Copy out each line below that has the word "FilterOp" in it.

= SUPPLIED MATERIAL =
━━━━━━━━━━

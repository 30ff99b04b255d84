//! Filter Matcher: parsed lookups evaluated against single records.

use idborm_codec::{Record, Value};
use serde::{Deserialize, Serialize};
use std::cmp::Ordering;
use std::fmt;

/// Separator between the segments of a lookup.
pub const LOOKUP_SEP: &str = "__";

/// Lookup names recognized as operators but not supported. Filters using
/// them never match.
const UNSUPPORTED_LOOKUPS: &[&str] = &[
    "iexact",
    "icontains",
    "startswith",
    "istartswith",
    "endswith",
    "iendswith",
    "isnull",
    "range",
    "regex",
    "iregex",
    "ne",
];

/// Comparison operator of a filter.
#[derive(Debug, Clone, PartialEq, Eq, Serialize, Deserialize)]
#[serde(into = "String", from = "String")]
pub enum FilterOp {
    /// Type-sensitive equality.
    Eq,
    /// Case-sensitive substring of a text field.
    Contains,
    /// Greater than or equal.
    Gte,
    /// Less than or equal.
    Lte,
    /// Greater than.
    Gt,
    /// Less than.
    Lt,
    /// Membership in a list of values.
    In,
    /// Any other operator. Never matches.
    Other(String),
}

impl FilterOp {
    /// Maps an operator name to an operator. `exact` is an alias of `eq`.
    pub fn from_name(name: &str) -> Self {
        match name {
            "eq" | "exact" => Self::Eq,
            "contains" => Self::Contains,
            "gte" => Self::Gte,
            "lte" => Self::Lte,
            "gt" => Self::Gt,
            "lt" => Self::Lt,
            "in" => Self::In,
            other => Self::Other(other.to_string()),
        }
    }

    /// Name of the operator.
    pub fn as_str(&self) -> &str {
        match self {
            Self::Eq => "eq",
            Self::Contains => "contains",
            Self::Gte => "gte",
            Self::Lte => "lte",
            Self::Gt => "gt",
            Self::Lt => "lt",
            Self::In => "in",
            Self::Other(name) => name,
        }
    }

    fn is_lookup_name(name: &str) -> bool {
        !matches!(Self::from_name(name), Self::Other(_)) || UNSUPPORTED_LOOKUPS.contains(&name)
    }

    /// Evaluates the operator with `field` on the left and `operand` on the
    /// right. A missing field is evaluated as null.
    pub fn evaluate(&self, field: &Value, operand: &Value) -> bool {
        match self {
            Self::Eq => field.strict_eq(operand),
            Self::Contains => match (field.as_text(), operand.as_text()) {
                (Some(haystack), Some(needle)) => haystack.contains(needle),
                _ => false,
            },
            Self::Gte => ordered(field, operand).is_some_and(Ordering::is_ge),
            Self::Lte => ordered(field, operand).is_some_and(Ordering::is_le),
            Self::Gt => ordered(field, operand).is_some_and(Ordering::is_gt),
            Self::Lt => ordered(field, operand).is_some_and(Ordering::is_lt),
            Self::In => match operand.as_array() {
                Some(members) => members.iter().any(|m| field.strict_eq(m)),
                None => field.strict_eq(operand),
            },
            Self::Other(_) => false,
        }
    }
}

/// Ordering for range operators: numbers with numbers, dates with dates,
/// text with text.
fn ordered(field: &Value, operand: &Value) -> Option<Ordering> {
    match (field, operand) {
        (Value::Bool(_), _) | (_, Value::Bool(_)) => None,
        _ => field.compare(operand),
    }
}

impl fmt::Display for FilterOp {
    fn fmt(&self, f: &mut fmt::Formatter<'_>) -> fmt::Result {
        f.write_str(self.as_str())
    }
}

impl From<FilterOp> for String {
    fn from(op: FilterOp) -> Self {
        op.as_str().to_string()
    }
}

impl From<String> for FilterOp {
    fn from(name: String) -> Self {
        Self::from_name(&name)
    }
}

/// One filter of a query.
///
/// `path` has one segment for a plain field. Longer paths traverse
/// relations: `["author", "publisher", "name"]` filters on the name of the
/// publisher of the author.
#[derive(Debug, Clone, PartialEq, Serialize)]
pub struct ParsedFilter {
    /// Relation fields followed by the compared field.
    pub path: Vec<String>,
    /// Comparison operator.
    pub op: FilterOp,
    /// Right-hand operand.
    pub value: Value,
}

impl ParsedFilter {
    /// Creates a filter on a plain field.
    pub fn new(field: impl Into<String>, op: FilterOp, value: impl Into<Value>) -> Self {
        Self {
            path: vec![field.into()],
            op,
            value: value.into(),
        }
    }

    /// Parses a lookup such as `author__name__contains`.
    ///
    /// A trailing segment naming an operator sets the operator; otherwise the
    /// operator is `eq` and every segment belongs to the path.
    pub fn parse(lookup: &str, value: impl Into<Value>) -> Self {
        let mut path: Vec<String> = lookup.split(LOOKUP_SEP).map(str::to_string).collect();
        let op = match path.last() {
            Some(last) if path.len() > 1 && FilterOp::is_lookup_name(last) => {
                let op = FilterOp::from_name(last);
                path.pop();
                op
            }
            _ => FilterOp::Eq,
        };
        Self {
            path,
            op,
            value: value.into(),
        }
    }

    /// The compared field, the last segment of the path.
    pub fn field(&self) -> &str {
        self.path.last().map_or("", String::as_str)
    }

    /// Returns true if the filter traverses at least one relation.
    pub fn is_nested(&self) -> bool {
        self.path.len() > 1
    }

    /// The lookup string this filter was parsed from, in canonical form.
    pub fn lookup(&self) -> String {
        let mut lookup = self.path.join(LOOKUP_SEP);
        if self.op != FilterOp::Eq {
            lookup.push_str(LOOKUP_SEP);
            lookup.push_str(self.op.as_str());
        }
        lookup
    }

    /// Evaluates the filter against a record. Only meaningful once nested
    /// paths have been resolved to plain fields.
    pub fn matches(&self, record: &Record) -> bool {
        let field = record.get(self.field()).unwrap_or(&Value::Null);
        self.op.evaluate(field, &self.value)
    }
}

/// Returns true if the record satisfies every filter.
pub fn matches_all(record: &Record, filters: &[ParsedFilter]) -> bool {
    filters.iter().all(|f| f.matches(record))
}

━━━━━━━━━━

= EXERCISE OUTPUT =
pub enum FilterOp {
impl FilterOp {
impl fmt::Display for FilterOp {
impl From<FilterOp> for String {
    fn from(op: FilterOp) -> Self {
impl From<String> for FilterOp {
    pub op: FilterOp,
    pub fn new(field: impl Into<String>, op: FilterOp, value: impl Into<Value>) -> Self {
            Some(last) if path.len() > 1 && FilterOp::is_lookup_name(last) => {
                let op = FilterOp::from_name(last);
            _ => FilterOp::Eq,
        if self.op != FilterOp::Eq {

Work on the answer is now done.